» **Exercise**: Take each line of the data that contains the string "match" and copy it.
++++++++++++++++++++
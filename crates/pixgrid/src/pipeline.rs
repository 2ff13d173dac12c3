use pixgrid_core::{rgb_to_gray, GrayImage, RgbImage, RgbImageView};
use pixgrid_lines::{GridLineDetector, GridLineParams, GridLines};
use pixgrid_sample::{draw_grid_overlay, sample_cells, GridColor, SampleParams};
use serde::{Deserialize, Serialize};

use crate::PixgridError;

#[cfg(feature = "tracing")]
use tracing::instrument;

/// Full parameter set of one reconstruction run.
#[derive(Clone, Debug, Default, PartialEq, Serialize, Deserialize)]
#[serde(default)]
pub struct PixgridParams {
    pub grid: GridLineParams,
    pub sample: SampleParams,
    /// Separator colour drawn between output blocks; `None` draws nothing.
    pub overlay: Option<GridColor>,
}

impl PixgridParams {
    pub fn validate(&self) -> Result<(), PixgridError> {
        self.grid.validate()?;
        self.sample.validate()?;
        Ok(())
    }

    #[inline]
    pub fn show_grid(&self) -> bool {
        self.overlay.is_some()
    }
}

/// Output of [`PixelGridPipeline::run`].
#[derive(Clone, Debug)]
pub struct PixgridResult {
    pub lines: GridLines,
    /// One `pixel_size` block per cell. Empty when no cell was found.
    pub image: RgbImage,
    /// 8-bit energy heatmap the grid lines were detected on.
    pub heatmap: GrayImage,
}

/// Gray conversion, grid detection, cell sampling and optional overlay.
#[derive(Clone, Debug)]
pub struct PixelGridPipeline {
    params: PixgridParams,
    detector: GridLineDetector,
}

impl PixelGridPipeline {
    pub fn new(params: PixgridParams) -> Result<Self, PixgridError> {
        params.validate()?;
        let detector = GridLineDetector::new(params.grid.clone())?;
        Ok(Self { params, detector })
    }

    #[inline]
    pub fn params(&self) -> &PixgridParams {
        &self.params
    }

    #[cfg_attr(
        feature = "tracing",
        instrument(level = "info", skip(self, rgb), fields(width = rgb.width, height = rgb.height))
    )]
    pub fn run(&self, rgb: &RgbImageView<'_>) -> Result<PixgridResult, PixgridError> {
        log::info!("image size: {}x{}", rgb.width, rgb.height);
        let gray = rgb_to_gray(rgb);
        let (lines, heatmap) = self.detector.detect_with_heatmap(&gray.view());

        let sample = &self.params.sample;
        let mut image = sample_cells(rgb, &lines.x, &lines.y, sample)?;
        if let Some(color) = self.params.overlay {
            let (cells_x, cells_y) = lines.cell_counts();
            draw_grid_overlay(&mut image, cells_x, cells_y, sample.pixel_size, color);
        }
        log::info!(
            "output size: {}x{} ({} mode, pixel size {})",
            image.width,
            image.height,
            sample.mode,
            sample.pixel_size
        );

        Ok(PixgridResult {
            lines,
            image,
            heatmap,
        })
    }
}

/// Borrow a packed RGB buffer as a view, checking its length.
pub fn rgb_view_from_raw(
    width: usize,
    height: usize,
    data: &[u8],
) -> Result<RgbImageView<'_>, PixgridError> {
    let expected = width * height * 3;
    if data.len() != expected {
        return Err(PixgridError::InvalidBuffer {
            expected,
            got: data.len(),
        });
    }
    Ok(RgbImageView {
        width,
        height,
        data,
    })
}
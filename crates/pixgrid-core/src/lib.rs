//! Core types and utilities for pixel-art grid reconstruction.
//!
//! This crate is intentionally small. It holds the raster views the rest of
//! the workspace operates on, the scalar field used for gradient energy, the
//! separable filters shared by the detector, and the [`LineSet`] invariant
//! type. It does *not* depend on any image decoding crate.

mod field;
mod filters;
mod image;
mod line_set;
mod logger;

pub use field::{IntensityGrid, ScalarField};
pub use filters::{convolve_1d, convolve_separable, gaussian_kernel_1d, reflect101, sobel};
pub use image::{rgb_to_gray, GrayImage, GrayImageView, RgbImage, RgbImageView};
pub use line_set::{LineSet, LineSetError};

#[cfg(feature = "tracing")]
pub use logger::{init_tracing, TraceFormat};

pub use logger::init_with_level;
use serde::{Deserialize, Serialize};

use crate::peaks::PeakParams;

/// Rejected detector configuration.
#[derive(thiserror::Error, Debug, Clone, PartialEq)]
pub enum GridParamError {
    #[error("sigma must be finite and non-negative (got {0})")]
    InvalidSigma(f32),
    #[error("gap_size must be at least 1 pixel")]
    ZeroGapSize,
    #[error("min_energy must lie in [0, 1] (got {0})")]
    InvalidMinEnergy(f32),
}

/// Parameters of the grid line detector.
#[derive(Clone, Debug, PartialEq, Serialize, Deserialize)]
#[serde(default)]
pub struct GridLineParams {
    /// Gaussian blur sigma applied before the gradients. `0` disables blur.
    pub sigma: f32,
    /// Expected spacing between grid lines in pixels.
    pub gap_size: u32,
    /// Accepted deviation from `gap_size` in pixels.
    pub gap_tolerance: u32,
    /// Peak threshold as a fraction of the profile maximum.
    pub min_energy: f32,
    /// Profile smoothing window. `0` and `1` disable smoothing.
    pub smooth: usize,
}

impl Default for GridLineParams {
    fn default() -> Self {
        Self {
            sigma: 1.0,
            gap_size: 8,
            gap_tolerance: 2,
            min_energy: 0.15,
            smooth: 3,
        }
    }
}

impl GridLineParams {
    pub fn validate(&self) -> Result<(), GridParamError> {
        if !self.sigma.is_finite() || self.sigma < 0.0 {
            return Err(GridParamError::InvalidSigma(self.sigma));
        }
        if self.gap_size == 0 {
            return Err(GridParamError::ZeroGapSize);
        }
        if !(0.0..=1.0).contains(&self.min_energy) {
            return Err(GridParamError::InvalidMinEnergy(self.min_energy));
        }
        Ok(())
    }

    pub fn peak_params(&self) -> PeakParams {
        PeakParams {
            gap_size: self.gap_size,
            gap_tolerance: self.gap_tolerance,
            min_threshold: self.min_energy,
        }
    }
}

#[cfg(test)]
mod tests {
    use super::*;

    #[test]
    fn defaults_are_valid() {
        assert_eq!(GridLineParams::default().validate(), Ok(()));
    }

    #[test]
    fn rejects_bad_values() {
        let p = GridLineParams {
            sigma: -0.5,
            ..GridLineParams::default()
        };
        assert_eq!(p.validate(), Err(GridParamError::InvalidSigma(-0.5)));

        let p = GridLineParams {
            gap_size: 0,
            ..GridLineParams::default()
        };
        assert_eq!(p.validate(), Err(GridParamError::ZeroGapSize));

        let p = GridLineParams {
            min_energy: 1.5,
            ..GridLineParams::default()
        };
        assert_eq!(p.validate(), Err(GridParamError::InvalidMinEnergy(1.5)));

        let p = GridLineParams {
            min_energy: f32::NAN,
            ..GridLineParams::default()
        };
        assert!(p.validate().is_err());
    }

    #[test]
    fn missing_json_fields_take_defaults() {
        let p: GridLineParams = serde_json::from_str(r#"{ "gap_size": 12 }"#).unwrap();
        assert_eq!(p.gap_size, 12);
        assert_eq!(p.gap_tolerance, 2);
        assert_eq!(p.smooth, 3);
    }
}
//! Axis projections of an intensity grid and their smoothing.

use pixgrid_core::{convolve_1d, IntensityGrid};
use serde::{Deserialize, Serialize};

#[cfg(feature = "tracing")]
use tracing::instrument;

#[derive(Clone, Copy, Debug, PartialEq, Eq, Hash, Serialize, Deserialize)]
#[serde(rename_all = "lowercase")]
pub enum Axis {
    /// One value per column (vertical lines).
    X,
    /// One value per row (horizontal lines).
    Y,
}

impl Axis {
    pub fn extent<G: IntensityGrid + ?Sized>(self, grid: &G) -> usize {
        match self {
            Axis::X => grid.width(),
            Axis::Y => grid.height(),
        }
    }
}

/// Sum the grid along the axis orthogonal to `axis`.
pub fn axis_profile<G: IntensityGrid + ?Sized>(grid: &G, axis: Axis) -> Vec<f32> {
    let (w, h) = (grid.width(), grid.height());
    let mut acc = vec![0.0f64; axis.extent(grid)];
    for y in 0..h {
        for x in 0..w {
            let v = grid.intensity(x, y) as f64;
            match axis {
                Axis::X => acc[x] += v,
                Axis::Y => acc[y] += v,
            }
        }
    }
    acc.into_iter().map(|v| v as f32).collect()
}

/// Centre row of an elliptical structuring element of width `size`,
/// normalized to unit sum. `None` when smoothing is disabled.
pub fn smoothing_kernel(size: usize) -> Option<Vec<f32>> {
    if size <= 1 {
        return None;
    }
    // Even widths are centred by padding one trailing zero tap.
    let taps = size | 1;
    let w = 1.0 / size as f32;
    Some((0..taps).map(|i| if i < size { w } else { 0.0 }).collect())
}

pub fn smooth_profile(profile: &[f32], size: usize) -> Vec<f32> {
    match smoothing_kernel(size) {
        Some(k) => convolve_1d(profile, &k),
        None => profile.to_vec(),
    }
}

/// Smoothed x and y profiles of one grid.
#[derive(Clone, Debug, PartialEq)]
pub struct Profiles {
    pub x: Vec<f32>,
    pub y: Vec<f32>,
}

impl Profiles {
    #[cfg_attr(feature = "tracing", instrument(level = "debug", skip(grid)))]
    pub fn extract<G: IntensityGrid + ?Sized>(grid: &G, smooth: usize) -> Self {
        Self {
            x: smooth_profile(&axis_profile(grid, Axis::X), smooth),
            y: smooth_profile(&axis_profile(grid, Axis::Y), smooth),
        }
    }

    pub fn get(&self, axis: Axis) -> &[f32] {
        match axis {
            Axis::X => &self.x,
            Axis::Y => &self.y,
        }
    }
}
++++++++++++++++++++
» **Exercise solution**:
        match self {
            match axis {
    match smoothing_kernel(size) {
        match axis {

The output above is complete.